The United States of America has been blessed by many great scientists. One of these is Dr. William (Will) Happer, Professor Emeritus at Princeton.
William (Will) Happer, Professor Emeritus at Princeton, is one of the pioneers in the field of optically polarized atoms. He is also a gentleman and scholar in subjects having nothing to do with his primary fields of study and research which are Atomic and Nuclear Physics. Will Happer is a scientist and an expert on the world-wide effects of carbon dioxide (CO2) in the atmosphere. He believes those effects are positive and beneficial to plant and animal life, including human life. Those beliefs make him a target of the climate alarmist community.
Will Happer has been a leading member of JASON since 1976. JASON is a group of scientists and engineers who advise the federal government on matters of defense, intelligence, energy policy, and other technical problems. In a 1982 JASON summer study, he proposed to use a thin sodium layer in the upper atmosphere as a source of an artificial guide star to correct the “seeing” distortions in optical telescopes due to the effects of atmospheric turbulence. Today, most large optical telescopes use such laser guide-star systems based on his research. Methods to polarize nuclear spins by spin-exchange optical pumping, developed by Dr. Happer’s group have been used in electron scattering experiments at the Stanford Linear Accelerator Center and are now being used at the Thomas Jefferson National Accelerator Facility in a variety of nuclear physics experiments. His research has even reached into the field of medicine to include magnetic resonance imaging of the lungs. Since nuclear-spin-polarized noble gases are generally inert, they can be safely inhaled, leading to beautiful images of lung air spaces that could not be obtained by any other means. Dr. Happer and his collaborators started a company to commercialize this technology, which eventually became part of General Electric. Today, dozens of research groups in the world are exploring biological applications of nuclear spin polarized noble gases.
From 1987 to 1990, Dr. Happer served as chair of the steering committee of JASON. At Princeton, he served as the chair of the University Research Board from 1995 to 2005. He has published over 200 scientific papers. He is a fellow of the American Physical Society and American Association for the Advancement of Science, and a member of the American Academy of Arts and Sciences, the National Academy of Sciences, and the American Philosophical Society.

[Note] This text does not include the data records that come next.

//! WebRTC connector: negotiation over the signalling relay.
//!
//! The side that [`is_offering`](crate::connection::role::is_offering)
//! creates the data channel and runs the outgoing handshake. The other
//! side (the answerer) parks its connection on the managed connection,
//! asks the offerer to connect and then waits for the offer.
//!
//! Every offer, answer and candidate carries the offerer's negotiation
//! id. Signals whose id matches no ongoing negotiation are dropped.

use std::collections::HashMap;
use std::sync::{Arc, Weak};
use std::time::Duration;

use parking_lot::Mutex;
use peerlink_types::{DisconnectReason, NodeId, PeerDescriptor, Signal};
use tokio_util::sync::CancellationToken;
use tracing::{debug, info, trace, warn};

use super::{RtcPlatform, SdpType, WebrtcConnection};
use crate::config::WebrtcConfig;
use crate::connection::Connection;
use crate::connector::{ConnectorHandler, SharedDescriptor};
use crate::error::TransportError;
use crate::handshake::spawn_incoming;
use crate::managed_connection::ManagedConnection;
use crate::signalling::{IncomingSignal, SignalReceiver, SignalRelay, WEBRTC_SIGNAL_SERVICE_ID};

/// WebRTC 连接器
pub struct WebrtcConnector {
    config: WebrtcConfig,
    handshake_timeout: Duration,
    local: SharedDescriptor,
    platform: Option<Arc<dyn RtcPlatform>>,
    relay: Option<Arc<dyn SignalRelay>>,
    handler: Mutex<Option<Arc<dyn ConnectorHandler>>>,
    /// Negotiations in progress, one per remote node.
    ongoing: Mutex<HashMap<NodeId, Arc<WebrtcConnection>>>,
    shutdown: CancellationToken,
    this: Weak<WebrtcConnector>,
}

impl WebrtcConnector {
    pub fn new(
        config: WebrtcConfig,
        handshake_timeout: Duration,
        local: SharedDescriptor,
        platform: Option<Arc<dyn RtcPlatform>>,
        relay: Option<Arc<dyn SignalRelay>>,
    ) -> Arc<Self> {
        Arc::new_cyclic(|this| Self {
            config,
            handshake_timeout,
            local,
            platform,
            relay,
            handler: Mutex::new(None),
            ongoing: Mutex::new(HashMap::new()),
            shutdown: CancellationToken::new(),
            this: this.clone(),
        })
    }

    pub fn start(&self, handler: Arc<dyn ConnectorHandler>) {
        *self.handler.lock() = Some(handler);
        let Some(relay) = &self.relay else {
            info!("No signalling relay, WebRTC connections disabled");
            return;
        };
        if self.platform.is_none() {
            info!("No WebRTC platform, WebRTC connections disabled");
        }
        let signals = relay.subscribe(WEBRTC_SIGNAL_SERVICE_ID);
        tokio::spawn(signal_loop(signals, self.this.clone(), self.shutdown.clone()));
    }

    /// Begin a WebRTC connection for `managed`, as offerer or answerer.
    pub fn connect(&self, managed: &Arc<ManagedConnection>, offerer: bool) -> Result<(), TransportError> {
        let remote = managed.remote_peer_descriptor();
        if remote.node_id == self.local.read().node_id {
            return Err(TransportError::CannotConnectToSelf);
        }
        if self.shutdown.is_cancelled() {
            return Err(TransportError::Stopped);
        }
        let (Some(platform), Some(relay)) = (&self.platform, &self.relay) else {
            return Err(TransportError::DialFailed("WebRTC is not available".into()));
        };
        let Some(handler) = self.handler.lock().clone() else {
            return Err(TransportError::DialFailed("WebRTC connector not started".into()));
        };

        if let Some(existing) = self.ongoing_for(&remote.node_id) {
            if !existing.is_offerer() && !existing.is_open() {
                // the remote's offer got here first
                debug!("Reusing inbound negotiation {} with {}", existing.connection_id(), remote.node_id.short());
                managed.set_passive(existing as Arc<dyn Connection>);
                return Ok(());
            }
            existing.close(DisconnectReason::Other);
        }

        let (connection, events) = WebrtcConnection::new(remote.clone(), offerer, platform.as_ref(), &self.config, relay.clone())
            .map_err(|e| TransportError::DialFailed(e.to_string()))?;
        self.ongoing.lock().insert(remote.node_id, connection.clone());

        if offerer {
            managed.attach_outgoing(connection as Arc<dyn Connection>, events, self.handshake_timeout);
        } else {
            managed.set_passive(connection.clone() as Arc<dyn Connection>);
            let local = self.local.read().clone();
            spawn_incoming(local.clone(), connection as Arc<dyn Connection>, events, handler, self.handshake_timeout);
            debug!("Asking {} to offer a WebRTC connection", remote.node_id.short());
            relay.send_signal(&remote, WEBRTC_SIGNAL_SERVICE_ID, Signal::WebrtcConnectionRequest { requester: local });
        }
        Ok(())
    }

    fn ongoing_for(&self, node_id: &NodeId) -> Option<Arc<WebrtcConnection>> {
        let mut ongoing = self.ongoing.lock();
        ongoing.retain(|_, connection| !connection.is_closed());
        ongoing.get(node_id).cloned()
    }

    /// Negotiation with `node_id` tagged `connection_id`, if any.
    fn negotiation(&self, node_id: &NodeId, connection_id: &str) -> Option<Arc<WebrtcConnection>> {
        self.ongoing_for(node_id)
            .filter(|connection| connection.negotiation_id() == connection_id)
    }

    fn on_signal(&self, incoming: IncomingSignal) {
        let IncomingSignal { source, signal } = incoming;
        match signal {
            Signal::WebrtcConnectionRequest { requester } => {
                if requester.node_id != source.node_id {
                    warn!("Connection request for {} relayed by {}", requester.node_id.short(), source.node_id.short());
                    return;
                }
                let handler = self.handler.lock().clone();
                if let Some(handler) = handler {
                    handler.on_connection_request(requester);
                }
            }
            Signal::RtcOffer {
                description,
                connection_id,
            } => self.on_offer(source, &description, &connection_id),
            Signal::RtcAnswer {
                description,
                connection_id,
            } => match self.negotiation(&source.node_id, &connection_id) {
                Some(connection) if connection.is_offerer() => {
                    connection.set_remote_description(&description, SdpType::Answer)
                }
                _ => trace!("Dropping answer {} from {}", connection_id, source.node_id.short()),
            },
            Signal::IceCandidate {
                candidate,
                mid,
                connection_id,
            } => match self.negotiation(&source.node_id, &connection_id) {
                Some(connection) => connection.add_remote_candidate(&candidate, &mid),
                None => trace!("Dropping candidate {} from {}", connection_id, source.node_id.short()),
            },
            other => debug!("Unexpected signal on the WebRTC service: {:?}", other),
        }
    }

    fn on_offer(&self, source: PeerDescriptor, description: &str, connection_id: &str) {
        match self.ongoing_for(&source.node_id) {
            Some(existing) if existing.is_offerer() => {
                warn!(
                    "Offer from {} while we are offering to it, ignoring",
                    source.node_id.short()
                );
                return;
            }
            Some(existing) if !existing.has_remote_description() => {
                existing.set_negotiation_id(connection_id);
                existing.set_remote_description(description, SdpType::Offer);
                return;
            }
            Some(existing) if existing.negotiation_id() == connection_id => {
                trace!("Duplicate offer {} from {}", connection_id, source.node_id.short());
                return;
            }
            _ => {}
        }

        // a fresh negotiation started by the remote
        let (Some(platform), Some(relay)) = (&self.platform, &self.relay) else {
            return;
        };
        let Some(handler) = self.handler.lock().clone() else {
            return;
        };
        let (connection, events) =
            match WebrtcConnection::new(source.clone(), false, platform.as_ref(), &self.config, relay.clone()) {
                Ok(created) => created,
                Err(e) => {
                    warn!("Could not answer {}: {}", source.node_id.short(), e);
                    return;
                }
            };
        connection.set_negotiation_id(connection_id);
        let previous = self.ongoing.lock().insert(source.node_id, connection.clone());
        if let Some(previous) = previous {
            previous.close(DisconnectReason::Other);
        }
        spawn_incoming(
            self.local.read().clone(),
            connection.clone() as Arc<dyn Connection>,
            events,
            handler,
            self.handshake_timeout,
        );
        connection.set_remote_description(description, SdpType::Offer);
    }

    pub fn stop(&self) {
        self.shutdown.cancel();
        let ongoing: Vec<_> = self.ongoing.lock().drain().map(|(_, c)| c).collect();
        for connection in ongoing {
            connection.close(DisconnectReason::Other);
        }
    }
}

async fn signal_loop(mut signals: SignalReceiver, connector: Weak<WebrtcConnector>, shutdown: CancellationToken) {
    loop {
        let incoming = tokio::select! {
            _ = shutdown.cancelled() => break,
            incoming = signals.recv() => incoming,
        };
        let Some(incoming) = incoming else { break };
        let Some(connector) = connector.upgrade() else { break };
        connector.on_signal(incoming);
    }
}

From 1991 to 1993, Dr. Happer served in President George H. W. Bush’s administration as the Director of Energy Research in the Department of Energy, where he oversaw a basic research budget of roughly $3 billion. His responsibilities included directing much of the federal funding for high energy and nuclear physics, materials science, magnetic confinement fusion, environmental science, the human genome project, and other areas. He was dismissed from the Department of Energy in 1993 by the Clinton Administration after disagreements with then Vice President, Al Gore, a proponent of anthropogenic global warming, now called catastrophic climate change by the climate alarmist community and the mainstream media. In 2018, President Donald Trump appointed him to the National Security Council as the Senior Director for Emerging Technologies. In addition to other work during his one-year service at the White House, he argued, unsuccessfully, for an expert review of the hypothesis that human-caused carbon dioxide emissions could cause catastrophic climate change. More recently, Dr. Happer chaired the National Research Council’s standing committee on improvised explosive devices. He is a founder and active member of the CO2 Coalition.
William Happer was born in Vellore, India, on July 27, 1939. He and his mother, Gladys Morgan Happer, a medical missionary, soon came back to the United States while his father, Colonel William Happer, a physician, served with the Indian Army in the Middle East and North Africa during World War II. Will was on one of the few ships from India to the United States that was not sunk by GermanU-boats. Near the end of the war, he lived in Oak Ridge, Tennessee, where his mother served as the first medical doctor at the Oak Ridge National Laboratory, a part of the Manhattan Project. Happer’s uncle, Karl Ziegler Morgan, was one of the first physicists to join the Manhattan Project in Oak Ridge, Tennessee. He was put in charge of protecting the workers from radiation. Later, Karl Morgan would be known as the “Father of Health Physics.” The excitement of this childhood experience led to Will Happer’s career in physics.
William Happer PhD is an American hero, a gentleman and an outstanding scientist. He is an American Emeritus.